Die Staatsanwaltschaft Cottbus sieht das anders. Wie die »Taz« berichtet, hieß es bei der Behörde mit Blick auf die Besetzung des Tagebaus, »die Tatbestandmäßigkeit des Hausfriedensbruchs« sei »wegen des Problemfeldes der Umfriedung nicht gegeben«. Weil also gar kein Zaun um die Grube gezogen ist, dürfe Vattenfall sich auch wegen des Betretens des Geländes nicht wundern. Bei der Polizei Cottbus hieß es zudem am Wochenende, »Nötigungen durch Eingriffe in die Betriebsabläufe des Unternehmens wegen des Besetzens in verschiedenster Form von Gleisanlagen oder Klettern auf Großgeräte sind ebenfalls nach erster Bewertung durch die Staatsanwaltschaft nicht strafrechtlich relevant« - der Grund: Vattenfall hatte den Betrieb vieler Anlagen ohnehin schon zuvor eingestellt.

Seitens des Bündnisses »Ende Gelände« hieß es, bei einer »Massenaktion zivilen Ungehorsams« müssten wenn nötig Zäune überwunden werden. »Uns ist vor allem wichtig, dass es keine Gewalt gegen Menschen gibt.« Die Protestaktionen und Blockaden seien »weitgehend ruhig, gut organisiert und besonnen« verlaufen.
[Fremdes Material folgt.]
impl DrawlistBuilder {
    /// Pack a [`TextStyle`] into its 24-byte wire form, round-tripping
    /// every field (spec §3 "background color and underline style/color are
    /// wire-level style attributes"). Interns `link.uri`/`link.id` into the
    /// same string arena `draw-text`'s own text uses. Returns `None` (with
    /// `self.sticky` set) if interning failed under a cap.
    fn encode_style(&mut self, style: &TextStyle) -> Option<[u8; 24]> {
        let mut presence = 0u8;
        if style.color.is_some() {
            presence |= 0b0001;
        }
        if style.bg.is_some() {
            presence |= 0b0010;
        }
        if style.underline_color.is_some() {
            presence |= 0b0100;
        }
        if style.link.is_some() {
            presence |= 0b1000;
        }

        let (uri_idx, id_idx) = match &style.link {
            Some(link) => {
                let uri_idx = self.intern(&link.uri)?;
                let id_idx = match &link.id {
                    Some(id) => self.intern(id)?,
                    None => NO_STRING,
                };
                (uri_idx, id_idx)
            }
            None => (NO_STRING, NO_STRING),
        };

        let mut out = [0u8; 24];
        out[0..2].copy_from_slice(&style.attrs.bits().to_le_bytes());
        out[2] = encode_underline_style(style.underline_style);
        out[3] = presence;
        out[4..8].copy_from_slice(&style.color.map_or(0, Color::to_packed).to_le_bytes());
        out[8..12].copy_from_slice(&style.bg.map_or(0, Color::to_packed).to_le_bytes());
        out[12..16].copy_from_slice(&style.underline_color.map_or(0, Color::to_packed).to_le_bytes());
        out[16..20].copy_from_slice(&uri_idx.to_le_bytes());
        out[20..24].copy_from_slice(&id_idx.to_le_bytes());
        Some(out)
    }
}

fn encode_underline_style(style: UnderlineStyle) -> u8 {
    match style {
        UnderlineStyle::Straight => 0,
        UnderlineStyle::Double => 1,
        UnderlineStyle::Curly => 2,
        UnderlineStyle::Dotted => 3,
        UnderlineStyle::Dashed => 4,
    }
}
//! Style and layout-attribute vocabulary shared by vnodes, the layout engine
//! and the drawlist painters (spec §3, §4.3, §4.4).

use bitflags::bitflags;

/// A packed 24-bit RGB color, or the terminal's default foreground/background.
#[derive(Debug, Clone, Copy, PartialEq, Eq, Hash)]
pub enum Color {
    Default,
    Black,
    Red,
    Green,
    Yellow,
    Blue,
    Magenta,
    Cyan,
    White,
    Rgb(u8, u8, u8),
}

impl Color {
    /// Pack to 24-bit RGB, resolving named colors to their ANSI RGB triple.
    #[must_use]
    pub fn to_rgb(self) -> (u8, u8, u8) {
        match self {
            Self::Default => (0, 0, 0),
            Self::Black => (0, 0, 0),
            Self::Red => (205, 49, 49),
            Self::Green => (13, 188, 121),
            Self::Yellow => (229, 229, 16),
            Self::Blue => (36, 114, 200),
            Self::Magenta => (188, 63, 188),
            Self::Cyan => (17, 168, 205),
            Self::White => (229, 229, 229),
            Self::Rgb(r, g, b) => (r, g, b),
        }
    }

    #[must_use]
    pub fn to_packed(self) -> u32 {
        let (r, g, b) = self.to_rgb();
        (u32::from(r) << 16) | (u32::from(g) << 8) | u32::from(b)
    }
}

bitflags! {
    /// Boolean style attribute bits (spec §3).
    #[derive(Debug, Clone, Copy, PartialEq, Eq, Hash, Default)]
    pub struct Attrs: u16 {
        const BOLD      = 1 << 0;
        const DIM       = 1 << 1;
        const ITALIC    = 1 << 2;
        const UNDERLINE = 1 << 3;
        const INVERSE   = 1 << 4;
        const STRIKE    = 1 << 5;
        const OVERLINE  = 1 << 6;
        const BLINK     = 1 << 7;
    }
}

#[derive(Debug, Clone, Copy, PartialEq, Eq, Hash, Default)]
pub enum UnderlineStyle {
    #[default]
    Straight,
    Double,
    Curly,
    Dotted,
    Dashed,
}

#[derive(Debug, Clone, Copy, PartialEq, Eq, Hash, Default)]
pub enum BorderStyle {
    #[default]
    None,
    Single,
    Rounded,
    Double,
}

impl BorderStyle {
    /// All border styles (including `None`) consume exactly zero or one
    /// cell per edge (spec §4.3 step 1).
    #[must_use]
    pub fn cells(self) -> u16 {
        if matches!(self, Self::None) {
            0
        } else {
            1
        }
    }

    /// `(top-left, top-right, bottom-left, bottom-right, horizontal, vertical)`.
    #[must_use]
    pub fn glyphs(self) -> Option<BorderGlyphs> {
        match self {
            Self::None => None,
            Self::Single => Some(BorderGlyphs { tl: '┌', tr: '┐', bl: '└', br: '┘', h: '─', v: '│' }),
            Self::Rounded => Some(BorderGlyphs { tl: '╭', tr: '╮', bl: '╰', br: '╯', h: '─', v: '│' }),
            Self::Double => Some(BorderGlyphs { tl: '╔', tr: '╗', bl: '╚', br: '╝', h: '═', v: '║' }),
        }
    }
}

#[derive(Debug, Clone, Copy, PartialEq, Eq)]
pub struct BorderGlyphs {
    pub tl: char,
    pub tr: char,
    pub bl: char,
    pub br: char,
    pub h: char,
    pub v: char,
}

#[derive(Debug, Clone, Copy, PartialEq, Eq, Hash, Default)]
pub enum FlexDirection {
    #[default]
    Row,
    Column,
}

#[derive(Debug, Clone, Copy, PartialEq, Eq, Hash, Default)]
pub enum AlignItems {
    #[default]
    Stretch,
    Start,
    Center,
    End,
}

#[derive(Debug, Clone, Copy, PartialEq, Eq, Hash, Default)]
pub enum JustifyContent {
    #[default]
    Start,
    Center,
    Between,
    End,
}

#[derive(Debug, Clone, Copy, PartialEq, Eq, Hash, Default)]
pub enum Overflow {
    #[default]
    Visible,
    Hidden,
    Scroll,
}

/// A layout size: an explicit cell count, a flex-computed auto size, or a
/// percentage of the parent's content box.
#[derive(Debug, Clone, Copy, PartialEq)]
pub enum Dimension {
    Auto,
    Length(f32),
    Percent(f32),
}

impl Default for Dimension {
    fn default() -> Self {
        Self::Auto
    }
}

/// Uniform or per-axis padding, in cells.
#[derive(Debug, Clone, Copy, PartialEq, Eq, Default)]
pub struct Padding {
    pub top: u16,
    pub right: u16,
    pub bottom: u16,
    pub left: u16,
}

impl Padding {
    #[must_use]
    pub fn all(v: u16) -> Self {
        Self { top: v, right: v, bottom: v, left: v }
    }

    #[must_use]
    pub fn symmetric(px: u16, py: u16) -> Self {
        Self { top: py, right: px, bottom: py, left: px }
    }
}

#[derive(Debug, Clone, Copy, PartialEq, Eq, Default)]
pub enum Shadow {
    #[default]
    None,
    Drop,
}

/// Text presentation: color, attributes, underline and an optional embedded
/// hyperlink (spec §4.1 "the active link is embedded into every subsequent
/// draw-text style").
#[derive(Debug, Clone, PartialEq, Default)]
pub struct TextStyle {
    pub color: Option<Color>,
    pub bg: Option<Color>,
    pub attrs: Attrs,
    pub underline_style: UnderlineStyle,
    pub underline_color: Option<Color>,
    pub link: Option<Link>,
}

#[derive(Debug, Clone, PartialEq, Eq)]
pub struct Link {
    pub uri: String,
    pub id: Option<String>,
}

impl TextStyle {
    #[must_use]
    pub fn color(mut self, c: Color) -> Self {
        self.color = Some(c);
        self
    }

    #[must_use]
    pub fn bg(mut self, c: Color) -> Self {
        self.bg = Some(c);
        self
    }

    #[must_use]
    pub fn bold(mut self) -> Self {
        self.attrs.insert(Attrs::BOLD);
        self
    }

    #[must_use]
    pub fn dim(mut self) -> Self {
        self.attrs.insert(Attrs::DIM);
        self
    }

    #[must_use]
    pub fn italic(mut self) -> Self {
        self.attrs.insert(Attrs::ITALIC);
        self
    }

    #[must_use]
    pub fn underline(mut self) -> Self {
        self.attrs.insert(Attrs::UNDERLINE);
        self
    }
}
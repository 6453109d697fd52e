#![no_main]

use std::any::Any;
use std::rc::Rc;

use libfuzzer_sys::fuzz_target;
use zui::commit::Reconciler;
use zui::components::markdown;
use zui::instance::hooks::{AppStateSource, UpdateQueueHandle};
use zui::instance::InstanceTree;

struct NoAppState;
impl AppStateSource for NoAppState {
    fn snapshot(&self) -> Rc<dyn Any> {
        Rc::new(())
    }
}

fuzz_target!(|data: &str| {
    let mut tree = InstanceTree::new();
    let queue = UpdateQueueHandle::new();
    let root = markdown(data, None);
    let _ = Reconciler::commit(&mut tree, Some(root), &queue, &NoAppState);
});
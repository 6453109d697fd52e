//! The widget trait for composite widgets, plus intrinsic text measurement
//! (spec §3 "closed tagged union plus a painter table keyed by tag", §4.4).

pub mod measure;

use crate::error::ZuiResult;
use crate::instance::hooks::Hooks;
use crate::vnode::VNode;

/// A composite widget: a function from props to a [`VNode`] subtree, given
/// access to the hook API. Implemented by the [`crate::components`] library
/// and by host application code; the runtime only ever calls this through
/// [`crate::commit::Reconciler`].
pub trait Composite {
    type Props;

    fn render(&self, props: &Self::Props, hooks: &mut Hooks<'_>) -> ZuiResult<VNode>;

    /// A stable name used in diagnostics (`FatalEvent`, tracing spans) and
    /// as the `Payload::Composite` tag. Defaults to the type name.
    fn name(&self) -> &'static str {
        std::any::type_name::<Self>()
    }
}

/// Type-erased entry point [`crate::commit::Reconciler`] actually calls;
/// every `Composite` gets this for free.
pub(crate) trait ErasedComposite {
    fn render_erased(&self, props: &dyn std::any::Any, hooks: &mut Hooks<'_>) -> ZuiResult<VNode>;
    fn name(&self) -> &'static str;
}

impl<C: Composite> ErasedComposite for C
where
    C::Props: 'static,
{
    fn render_erased(&self, props: &dyn std::any::Any, hooks: &mut Hooks<'_>) -> ZuiResult<VNode> {
        let props = props.downcast_ref::<C::Props>().expect("composite props type mismatch");
        self.render(props, hooks)
    }

    fn name(&self) -> &'static str {
        Composite::name(self)
    }
}

#[cfg(test)]
mod tests {
    use super::*;
    use crate::vnode::WidgetKind;

    struct Greeter;

    impl Composite for Greeter {
        type Props = String;

        fn render(&self, props: &Self::Props, _hooks: &mut Hooks<'_>) -> ZuiResult<VNode> {
            Ok(crate::vnode::builder::TextNode::new(format!("hi {props}")).build())
        }

        fn name(&self) -> &'static str {
            "Greeter"
        }
    }

    #[test]
    fn composite_name_is_stable() {
        assert_eq!(Greeter.name(), "Greeter");
        let node = crate::vnode::VNode::new(WidgetKind::Text);
        assert_eq!(node.kind, WidgetKind::Text);
    }
}
//! Expected value of a single wager.

use serde::Serialize;

use super::error::InvalidInput;
use super::money::round_cents;
use super::odds::Odds;
use super::probability::Probability;

/// Stake assumed when the caller does not name one.
pub const DEFAULT_STAKE: f64 = 100.0;

/// Expected-value breakdown for one wager at a given stake.
///
/// Derived fields are computed once at construction and never mutated;
/// calling [`expected_value`] twice with identical inputs yields identical
/// results.
#[derive(Debug, Clone, Copy, PartialEq, Serialize)]
pub struct EvBreakdown {
    implied_probability: f64,
    expected_value: f64,
    ev_percent: f64,
}

impl EvBreakdown {
    /// The win probability the odds imply if treated as fair.
    #[must_use]
    pub const fn implied_probability(&self) -> f64 {
        self.implied_probability
    }

    /// Probability-weighted average profit, in stake units.
    #[must_use]
    pub const fn expected_value(&self) -> f64 {
        self.expected_value
    }

    /// Expected value relative to the stake, as a percentage.
    #[must_use]
    pub const fn ev_percent(&self) -> f64 {
        self.ev_percent
    }

    /// Whether the wager has positive expected value.
    #[must_use]
    pub fn is_positive(&self) -> bool {
        self.expected_value > 0.0
    }

    /// Monetary view rounded to cents for the presentation boundary.
    #[must_use]
    pub fn rounded(&self) -> Self {
        Self {
            implied_probability: self.implied_probability,
            expected_value: round_cents(self.expected_value),
            ev_percent: round_cents(self.ev_percent),
        }
    }
}

/// Compute the expected value of staking `stake` at `odds` with an estimated
/// true win probability of `probability`.
///
/// `win_amount = stake * (decimal - 1)`, the loss side risks the full stake,
/// and `expected_value = p * win_amount - (1 - p) * stake`. Pure function of
/// its inputs; probability and odds arrive already validated by their types.
///
/// # Errors
///
/// Returns [`InvalidInput::NonPositiveAmount`] if `stake` is not a positive
/// finite number.
///
/// # Examples
///
/// ```
/// use vigorish::domain::{expected_value, Odds, Probability};
///
/// let ev = expected_value(
///     Probability::try_new(0.55).unwrap(),
///     Odds::american(150).unwrap(),
///     100.0,
/// )
/// .unwrap();
/// assert!((ev.expected_value() - 37.5).abs() < 1e-9);
/// assert!((ev.ev_percent() - 37.5).abs() < 1e-9);
/// ```
pub fn expected_value(
    probability: Probability,
    odds: Odds,
    stake: f64,
) -> Result<EvBreakdown, InvalidInput> {
    if !stake.is_finite() || stake <= 0.0 {
        return Err(InvalidInput::NonPositiveAmount {
            field: "stake",
            value: stake,
        });
    }

    let decimal = odds.to_decimal();
    let win_amount = stake * (decimal - 1.0);
    let loss_amount = stake;
    let ev = probability.value() * win_amount - probability.complement() * loss_amount;

    Ok(EvBreakdown {
        implied_probability: 1.0 / decimal,
        expected_value: ev,
        ev_percent: ev / stake * 100.0,
    })
}
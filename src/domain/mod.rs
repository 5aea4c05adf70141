//! Betting-math domain logic.
//!
//! Everything in this module is pure and synchronous: no I/O, no shared
//! state, no clocks. Randomness enters only through the injected generators
//! in [`estimator`].

mod error;
mod ev;
mod hedge;
mod kelly;
mod money;
mod odds;
mod probability;
mod rank;
mod slip;

pub mod estimator;
pub mod scan;

// Core value types
pub use error::InvalidInput;
pub use odds::Odds;
pub use probability::Probability;

// Single-wager math
pub use ev::{expected_value, EvBreakdown, DEFAULT_STAKE};
pub use hedge::{hedge, HedgeBreakdown};
pub use kelly::{kelly_stake, KellyBreakdown, FULL_KELLY};
pub use money::round_cents;

// Slips
pub use slip::{Leg, RiskLevel, Slip, SlipAssessment};

// Scan and ranking
pub use estimator::{consensus_probability, ConsensusBlend, PerturbedImplied, ProbabilityEstimator};
pub use rank::{rank_bets, RankedBet, RankingConfig};
pub use scan::{
    scan_events, sharp_outliers, BookmakerQuotes, EventQuotes, MarketQuotes, OutcomeQuote,
    ScanConfig, ValueBet,
};
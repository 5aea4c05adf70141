//! Scan pipeline orchestration.
//!
//! [`scan_and_rank`] wires estimator → scan → rank over a board already in
//! hand, which keeps the pipeline testable without a network; the CLI `scan`
//! command layers board loading (file or live feed) on top.

use tracing::info;

use crate::config::Config;
use crate::domain::{rank_bets, scan_events, EventQuotes, ProbabilityEstimator, RankedBet};
use crate::error::Result;

/// Run the scan pipeline over a fetched board.
pub fn scan_and_rank(
    events: &[EventQuotes],
    config: &Config,
    estimator: &mut dyn ProbabilityEstimator,
) -> Result<Vec<RankedBet>> {
    let value_bets = scan_events(events, &config.scan, estimator)?;

    info!(
        events = events.len(),
        value_bets = value_bets.len(),
        estimator = estimator.name(),
        "Scan complete"
    );

    let ranked = rank_bets(value_bets, &config.ranking);

    if let Some(best) = ranked.first() {
        info!(
            matchup = %best.bet().matchup(),
            bookmaker = %best.bet().bookmaker(),
            outcome = %best.bet().outcome(),
            odds = best.bet().odds(),
            expected_value = best.bet().expected_value(),
            score = best.score(),
            "Top ranked value bet"
        );
    }

    Ok(ranked)
}
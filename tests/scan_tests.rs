//! Integration tests for the scan pipeline.

use vigorish::config::Config;
use vigorish::domain::{
    consensus_probability, rank_bets, scan_events, sharp_outliers, ConsensusBlend,
    PerturbedImplied, ProbabilityEstimator, RankingConfig, ScanConfig,
};
use vigorish::testkit::{event_with_quotes, sample_board, seeded_rng, FixedEstimator};

#[test]
fn fixed_estimator_finds_the_underpriced_side() {
    let board = sample_board();
    // 0.45 true probability beats the ~0.40 implied by +150/+155 but none of
    // the favorite prices.
    let bets = scan_events(&board, &ScanConfig::default(), &mut FixedEstimator(0.45)).unwrap();

    assert_eq!(bets.len(), 2);
    assert!(bets.iter().all(|b| b.matchup().contains("Detroit Lions")));
    // best price first
    assert_eq!(bets[0].odds(), 155.0);
    assert!(bets[0].expected_value() >= bets[1].expected_value());
}

#[test]
fn scan_results_rank_with_book_bonus() {
    let board = sample_board();
    let bets = scan_events(&board, &ScanConfig::default(), &mut FixedEstimator(0.45)).unwrap();
    let ranked = rank_bets(bets, &RankingConfig::default());

    // FanDuel's +155 wins on raw score and carries the bonus too.
    assert_eq!(ranked[0].bet().bookmaker(), "FanDuel");
    assert!(ranked[0].score() > ranked[1].score());
}

#[test]
fn seeded_scans_are_reproducible() {
    let board = sample_board();
    let config = ScanConfig::default();

    let mut first = PerturbedImplied::new(seeded_rng(42));
    let mut second = PerturbedImplied::new(seeded_rng(42));

    let a = scan_events(&board, &config, &mut first).unwrap();
    let b = scan_events(&board, &config, &mut second).unwrap();

    assert_eq!(a.len(), b.len());
    for (x, y) in a.iter().zip(&b) {
        assert_eq!(x.expected_value(), y.expected_value());
        assert_eq!(x.edge(), y.edge());
    }
}

#[test]
fn consensus_blend_tracks_the_board() {
    let event = event_with_quotes(
        "NFL",
        "Home",
        "Away",
        &[("A", "Home", -110.0), ("B", "Home", -110.0)],
    );
    let implied = 110.0 / 210.0;
    assert!((consensus_probability(&event, "Home") - implied).abs() < 1e-9);

    let mut estimator = ConsensusBlend::new(seeded_rng(7));
    let estimate = estimator.estimate(
        vigorish::domain::Odds::american(-110).unwrap().implied_probability(),
        "Home",
        &event,
    );
    // blend of two equal terms plus bounded noise stays near the implied value
    assert!((estimate.value() - implied).abs() < 0.01);
}

#[test]
fn pipeline_end_to_end_with_fixed_estimator() {
    let board = sample_board();
    let config = Config::default();
    let mut estimator = FixedEstimator(0.45);

    let ranked = vigorish::app::scan_and_rank(&board, &config, &mut estimator).unwrap();

    assert_eq!(ranked.len(), 2);
    assert!(ranked[0].score() >= ranked[1].score());
}

#[test]
fn unusable_quotes_do_not_abort_the_board() {
    let board = vec![event_with_quotes(
        "NFL",
        "Home",
        "Away",
        &[("A", "Home", 0.0), ("B", "Home", -50.0), ("C", "Home", 150.0)],
    )];
    let bets = scan_events(&board, &ScanConfig::default(), &mut FixedEstimator(0.55)).unwrap();
    assert_eq!(bets.len(), 1);
    assert_eq!(bets[0].bookmaker(), "C");
}

#[test]
fn sharp_outliers_respect_the_threshold() {
    let event = event_with_quotes(
        "NFL",
        "Home",
        "Away",
        &[
            ("A", "Home", -110.0),
            ("B", "Home", -108.0),
            ("C", "Home", -112.0),
            ("D", "Home", -150.0),
        ],
    );

    assert_eq!(sharp_outliers(&event, 15.0), vec![-150.0]);
    assert!(sharp_outliers(&event, 50.0).is_empty());
}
Bündnis-Sprecherin Hannah Eichberger erklärte, »der Aktionskonsens«, in dem Gewaltfreiheit verabredet worden war, sei allen bewusst gewesen »und wurde auch in angespannten Situationen und bei großer Übermüdung beeindruckend konsequent umgesetzt«. Die Auseinandersetzungen vor dem Kraftwerk, die in der Medienberichterstattung eine große Rolle spielten, nannte sie ein »kurzes Gerangel mit der Polizei«. Das Bündnis sei »gerade dabei, den genauen Hergang zu klären«.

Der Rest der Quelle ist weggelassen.